Exercise: Character for character, reproduce every entry below.

Data section start

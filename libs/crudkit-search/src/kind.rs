//! Logical field types known to the search translator.

use std::fmt;

/// Declared type of a scalar field, used to coerce raw search values.
///
/// `Enum` carries the symbolic names of the enumeration; the column stores
/// the name itself.
///
/// ```
/// use crudkit_search::FieldKind;
///
/// const STATUS: FieldKind = FieldKind::Enum(&["Active", "Locked"]);
/// assert_eq!(STATUS.to_string(), "Enum");
/// assert!(!STATUS.is_ordered());
/// assert!(FieldKind::Date.is_ordered());
/// ```
#[derive(Clone, Copy, Debug, PartialEq, Eq, Hash)]
pub enum FieldKind {
    String,
    I32,
    I64,
    F32,
    F64,
    Bool,
    Date,
    DateTime,
    Time,
    Uuid,
    Decimal,
    Enum(&'static [&'static str]),
}

impl FieldKind {
    /// Whether GT/LT/GTE/LTE make sense for this kind.
    #[must_use]
    pub fn is_ordered(self) -> bool {
        !matches!(self, FieldKind::Enum(_))
    }

    #[must_use]
    pub fn is_text(self) -> bool {
        matches!(self, FieldKind::String)
    }
}

impl fmt::Display for FieldKind {
    fn fmt(&self, f: &mut fmt::Formatter<'_>) -> fmt::Result {
        match self {
            FieldKind::String => write!(f, "String"),
            FieldKind::I32 => write!(f, "I32"),
            FieldKind::I64 => write!(f, "I64"),
            FieldKind::F32 => write!(f, "F32"),
            FieldKind::F64 => write!(f, "F64"),
            FieldKind::Bool => write!(f, "Bool"),
            FieldKind::Date => write!(f, "Date"),
            FieldKind::DateTime => write!(f, "DateTime"),
            FieldKind::Time => write!(f, "Time"),
            FieldKind::Uuid => write!(f, "Uuid"),
            FieldKind::Decimal => write!(f, "Decimal"),
            FieldKind::Enum(_) => write!(f, "Enum"),
        }
    }
}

Data section end

Task output:
filename libs/crudkit-search/src/kind.rs
//! Logical field types known to the search translator.

use std::fmt;

/// Declared type of a scalar field, used to coerce raw search values.
///
/// `Enum` carries the symbolic names of the enumeration; the column stores
/// the name itself.
///
/// ```
/// use crudkit_search::FieldKind;
///
/// const STATUS: FieldKind = FieldKind::Enum(&["Active", "Locked"]);
/// assert_eq!(STATUS.to_string(), "Enum");
/// assert!(!STATUS.is_ordered());
/// assert!(FieldKind::Date.is_ordered());
/// ```
#[derive(Clone, Copy, Debug, PartialEq, Eq, Hash)]
pub enum FieldKind {
    String,
    I32,
    I64,
    F32,
    F64,
    Bool,
    Date,
    DateTime,
    Time,
    Uuid,
    Decimal,
    Enum(&'static [&'static str]),
}

impl FieldKind {
    /// Whether GT/LT/GTE/LTE make sense for this kind.
    #[must_use]
    pub fn is_ordered(self) -> bool {
        !matches!(self, FieldKind::Enum(_))
    }

    #[must_use]
    pub fn is_text(self) -> bool {
        matches!(self, FieldKind::String)
    }
}

impl fmt::Display for FieldKind {
    fn fmt(&self, f: &mut fmt::Formatter<'_>) -> fmt::Result {
        match self {
            FieldKind::String => write!(f, "String"),
            FieldKind::I32 => write!(f, "I32"),
            FieldKind::I64 => write!(f, "I64"),
            FieldKind::F32 => write!(f, "F32"),
            FieldKind::F64 => write!(f, "F64"),
            FieldKind::Bool => write!(f, "Bool"),
            FieldKind::Date => write!(f, "Date"),
            FieldKind::DateTime => write!(f, "DateTime"),
            FieldKind::Time => write!(f, "Time"),
            FieldKind::Uuid => write!(f, "Uuid"),
            FieldKind::Decimal => write!(f, "Decimal"),
            FieldKind::Enum(_) => write!(f, "Enum"),
        }
    }
}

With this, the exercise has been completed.